** Opening Recorded data block **

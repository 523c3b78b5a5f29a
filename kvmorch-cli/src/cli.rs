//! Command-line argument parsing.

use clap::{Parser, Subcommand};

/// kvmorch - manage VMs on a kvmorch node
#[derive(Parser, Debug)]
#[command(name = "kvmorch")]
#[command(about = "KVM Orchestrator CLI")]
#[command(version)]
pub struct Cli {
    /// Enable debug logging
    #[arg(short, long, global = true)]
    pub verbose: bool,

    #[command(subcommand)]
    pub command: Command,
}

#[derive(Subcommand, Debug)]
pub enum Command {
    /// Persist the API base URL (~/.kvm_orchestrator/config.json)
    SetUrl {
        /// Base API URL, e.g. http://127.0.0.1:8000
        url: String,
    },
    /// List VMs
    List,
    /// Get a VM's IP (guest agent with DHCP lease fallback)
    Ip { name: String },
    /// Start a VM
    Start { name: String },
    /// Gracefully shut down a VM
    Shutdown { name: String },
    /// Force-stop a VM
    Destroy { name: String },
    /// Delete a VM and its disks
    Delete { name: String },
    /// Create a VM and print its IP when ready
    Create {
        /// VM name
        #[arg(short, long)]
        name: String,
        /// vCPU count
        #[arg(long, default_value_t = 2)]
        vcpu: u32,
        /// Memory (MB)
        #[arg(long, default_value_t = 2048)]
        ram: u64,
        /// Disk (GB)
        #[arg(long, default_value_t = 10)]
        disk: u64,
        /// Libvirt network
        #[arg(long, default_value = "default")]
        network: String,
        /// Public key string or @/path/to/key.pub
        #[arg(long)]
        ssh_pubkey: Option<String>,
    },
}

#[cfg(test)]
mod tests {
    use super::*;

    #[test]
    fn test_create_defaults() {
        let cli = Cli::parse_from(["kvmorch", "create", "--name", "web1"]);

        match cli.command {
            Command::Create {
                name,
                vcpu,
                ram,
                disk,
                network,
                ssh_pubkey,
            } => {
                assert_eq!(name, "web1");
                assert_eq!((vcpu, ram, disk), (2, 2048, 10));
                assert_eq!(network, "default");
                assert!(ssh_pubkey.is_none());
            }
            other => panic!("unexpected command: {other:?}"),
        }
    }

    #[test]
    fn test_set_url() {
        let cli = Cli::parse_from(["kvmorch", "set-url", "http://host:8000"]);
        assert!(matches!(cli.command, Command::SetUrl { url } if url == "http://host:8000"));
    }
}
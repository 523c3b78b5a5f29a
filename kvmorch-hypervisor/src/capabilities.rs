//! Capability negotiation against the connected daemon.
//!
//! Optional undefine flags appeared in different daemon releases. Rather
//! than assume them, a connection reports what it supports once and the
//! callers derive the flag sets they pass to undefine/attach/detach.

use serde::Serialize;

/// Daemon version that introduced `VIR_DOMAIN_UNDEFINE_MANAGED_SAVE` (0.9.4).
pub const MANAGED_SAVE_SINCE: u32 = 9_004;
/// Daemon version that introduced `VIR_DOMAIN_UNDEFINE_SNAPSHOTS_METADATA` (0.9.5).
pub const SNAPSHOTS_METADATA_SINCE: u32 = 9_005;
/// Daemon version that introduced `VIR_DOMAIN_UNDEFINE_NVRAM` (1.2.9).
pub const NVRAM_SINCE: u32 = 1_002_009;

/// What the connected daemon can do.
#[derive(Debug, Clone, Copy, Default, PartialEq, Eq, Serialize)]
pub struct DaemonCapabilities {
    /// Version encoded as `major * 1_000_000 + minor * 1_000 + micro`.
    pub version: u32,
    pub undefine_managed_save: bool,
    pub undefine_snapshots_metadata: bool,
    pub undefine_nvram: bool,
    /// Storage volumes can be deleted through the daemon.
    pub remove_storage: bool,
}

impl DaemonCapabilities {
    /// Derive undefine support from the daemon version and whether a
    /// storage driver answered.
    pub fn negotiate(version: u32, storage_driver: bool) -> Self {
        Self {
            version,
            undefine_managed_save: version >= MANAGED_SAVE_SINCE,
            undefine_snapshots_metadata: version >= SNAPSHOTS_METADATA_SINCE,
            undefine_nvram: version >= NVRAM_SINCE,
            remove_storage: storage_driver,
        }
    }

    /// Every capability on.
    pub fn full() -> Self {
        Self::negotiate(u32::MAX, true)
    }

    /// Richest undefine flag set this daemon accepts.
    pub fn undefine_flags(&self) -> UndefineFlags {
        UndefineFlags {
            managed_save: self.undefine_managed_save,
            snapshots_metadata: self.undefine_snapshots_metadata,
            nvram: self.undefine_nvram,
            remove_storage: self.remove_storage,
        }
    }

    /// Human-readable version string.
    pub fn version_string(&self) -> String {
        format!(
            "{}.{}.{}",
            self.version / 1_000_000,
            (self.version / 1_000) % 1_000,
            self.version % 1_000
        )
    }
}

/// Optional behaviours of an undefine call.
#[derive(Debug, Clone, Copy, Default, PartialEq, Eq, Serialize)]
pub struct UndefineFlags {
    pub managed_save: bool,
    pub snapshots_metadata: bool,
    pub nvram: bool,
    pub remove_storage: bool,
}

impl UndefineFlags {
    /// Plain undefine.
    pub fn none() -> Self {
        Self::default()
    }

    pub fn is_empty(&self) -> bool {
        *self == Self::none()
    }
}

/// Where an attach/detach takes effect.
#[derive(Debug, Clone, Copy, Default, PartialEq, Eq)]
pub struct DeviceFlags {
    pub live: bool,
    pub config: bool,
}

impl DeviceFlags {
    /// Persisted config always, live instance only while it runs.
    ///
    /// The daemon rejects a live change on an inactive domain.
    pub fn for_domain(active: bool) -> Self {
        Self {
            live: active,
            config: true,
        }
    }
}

** Closing Recorded data block **

To do => Reproduce every line from the entries that holds the word "kvmorch".

Answer =>
filename kvmorch-cli/src/cli.rs
/// kvmorch - manage VMs on a kvmorch node
#[command(name = "kvmorch")]
        let cli = Cli::parse_from(["kvmorch", "create", "--name", "web1"]);
        let cli = Cli::parse_from(["kvmorch", "set-url", "http://host:8000"]);
filename kvmorch-hypervisor/src/capabilities.rs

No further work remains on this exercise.